This exercise calls for copying every line below that holds the word "changes".

Data under study:
____

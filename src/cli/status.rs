use clap::Parser;

use super::TargetArgs;

/// Arguments for the status command
#[derive(Parser, Debug)]
#[command(after_help = "EXAMPLES:\n  \
                  Show files that differ from the lock file:\n    agentkit status\n\n\
                  Check only the primary directory:\n    agentkit status --primary-only")]
pub struct StatusArgs {
    #[command(flatten)]
    pub targets: TargetArgs,
}
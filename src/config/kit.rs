//! Asset kit descriptor (`kit.yaml`)
//!
//! ```yaml
//! name: example-kit
//! version: 1.2.0
//! structured:
//!   - settings.json
//! ```
//!
//! `structured` lists group-relative paths that are merged into an existing
//! file instead of being copied over it.

use serde::{Deserialize, Serialize};

/// File name of the descriptor at the root of a kit
pub const KIT_FILE: &str = "kit.yaml";

fn default_structured() -> Vec<String> {
    vec!["settings.json".to_string()]
}

/// Kit metadata
#[derive(Debug, Clone, PartialEq, Eq, Serialize, Deserialize)]
pub struct KitDescriptor {
    pub name: String,
    pub version: String,
    #[serde(default = "default_structured")]
    pub structured: Vec<String>,
}

impl KitDescriptor {
    /// Descriptor used when a kit has no `kit.yaml`
    pub fn fallback(name: impl Into<String>) -> Self {
        Self {
            name: name.into(),
            version: env!("CARGO_PKG_VERSION").to_string(),
            structured: default_structured(),
        }
    }

    pub fn from_yaml(yaml: &str) -> std::result::Result<Self, serde_yaml::Error> {
        serde_yaml::from_str(yaml)
    }

    /// Whether a group-relative path is merged rather than copied
    pub fn is_structured(&self, relative_path: &str) -> bool {
        self.structured.iter().any(|p| p == relative_path)
    }
}
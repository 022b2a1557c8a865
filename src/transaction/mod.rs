//! Transaction support for installs
//!
//! An install records every file and directory it is about to change. If the
//! install does not commit, the recorded changes are undone:
//! - files that did not exist before are removed
//! - files that existed are written back with their original bytes
//! - directories created by the install are removed when empty, deepest first
//!
//! Undo is best-effort: a failure on one path is logged and the rest are still
//! processed.
//!
//! ## Usage
//!
//! ```ignore
//! let mut transaction = Transaction::new(fs);
//! transaction.ensure_dir(&parent)?;
//! transaction.track_write(&dest)?;
//! fs.write(&dest, bytes)?;
//!
//! // On success:
//! transaction.commit();
//!
//! // On error (automatic via Drop if not committed):
//! // rollback happens automatically
//! ```

use std::path::{Path, PathBuf};

use tracing::{debug, warn};

use crate::common::FileSystem;
use crate::error::{KitError, Result};

/// Original content of a file the transaction overwrote
#[derive(Debug, Clone)]
struct FileBackup {
    path: PathBuf,
    content: Vec<u8>,
}

/// A transaction over file system changes made by one install
pub struct Transaction<'a> {
    fs: &'a dyn FileSystem,

    /// Files created during this transaction, in creation order
    created_files: Vec<PathBuf>,

    /// Files modified during this transaction (with original content)
    modified_files: Vec<FileBackup>,

    /// Directories created during this transaction
    created_dirs: Vec<PathBuf>,

    /// Whether the transaction has been committed
    committed: bool,
}

impl<'a> Transaction<'a> {
    pub fn new(fs: &'a dyn FileSystem) -> Self {
        Self {
            fs,
            created_files: Vec::new(),
            modified_files: Vec::new(),
            created_dirs: Vec::new(),
            committed: false,
        }
    }

    fn is_tracked(&self, path: &Path) -> bool {
        self.created_files.iter().any(|p| p == path)
            || self.modified_files.iter().any(|b| b.path == path)
    }

    /// Record a file before it is written
    ///
    /// The first call for a path decides how it is undone: a missing file is
    /// removed on rollback, an existing one gets its current bytes back.
    pub fn track_write(&mut self, path: &Path) -> Result<()> {
        if self.is_tracked(path) {
            return Ok(());
        }
        match self.fs.read_optional(path)? {
            Some(content) => self.modified_files.push(FileBackup {
                path: path.to_path_buf(),
                content,
            }),
            None => self.created_files.push(path.to_path_buf()),
        }
        Ok(())
    }

    /// Create a directory and its missing parents, recording the ones created
    pub fn ensure_dir(&mut self, dir: &Path) -> Result<()> {
        let mut missing = Vec::new();
        let mut current = Some(dir);
        while let Some(path) = current {
            if self.fs.exists(path) {
                break;
            }
            missing.push(path.to_path_buf());
            current = path.parent();
        }
        if missing.is_empty() {
            return Ok(());
        }

        self.fs.create_dir_all(dir)?;
        self.created_dirs.extend(missing);
        Ok(())
    }

    /// Commit the transaction (prevent rollback)
    pub fn commit(mut self) {
        self.committed = true;
    }

    /// Undo every recorded change
    ///
    /// Returns the failures; each one has already been logged.
    pub fn rollback(&mut self) -> Vec<(PathBuf, KitError)> {
        if self.committed {
            return Vec::new();
        }
        self.committed = true;
        let mut failures = Vec::new();

        for path in self.created_files.iter().rev() {
            if let Err(e) = self.fs.remove(path, true) {
                warn!(path = %path.display(), error = %e, "rollback: failed to remove file");
                failures.push((path.clone(), e));
            }
        }

        for backup in self.modified_files.iter().rev() {
            if let Err(e) = self.fs.write(&backup.path, &backup.content) {
                warn!(path = %backup.path.display(), error = %e, "rollback: failed to restore file");
                failures.push((backup.path.clone(), e));
            }
        }

        let mut dirs: Vec<&PathBuf> = self.created_dirs.iter().collect();
        dirs.sort_by_key(|d| std::cmp::Reverse(d.components().count()));
        for dir in dirs {
            let is_empty = self
                .fs
                .list_dir(dir)
                .map(|names| names.is_empty())
                .unwrap_or(false);
            if is_empty {
                if let Err(e) = self.fs.remove(dir, true) {
                    warn!(path = %dir.display(), error = %e, "rollback: failed to remove directory");
                }
            }
        }

        debug!(
            removed = self.created_files.len(),
            restored = self.modified_files.len(),
            failed = failures.len(),
            "rolled back install"
        );
        failures
    }
}

impl Drop for Transaction<'_> {
    fn drop(&mut self) {
        if !self.committed {
            // Automatic rollback on drop if not committed
            self.rollback();
        }
    }
}
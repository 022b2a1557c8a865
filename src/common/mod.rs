//! Common utility modules for shared functionality across the codebase.

pub mod fs;

pub use fs::{FileSystem, OsFileSystem};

____

The completed task:
//! install does not commit, the recorded changes are undone:
/// A transaction over file system changes made by one install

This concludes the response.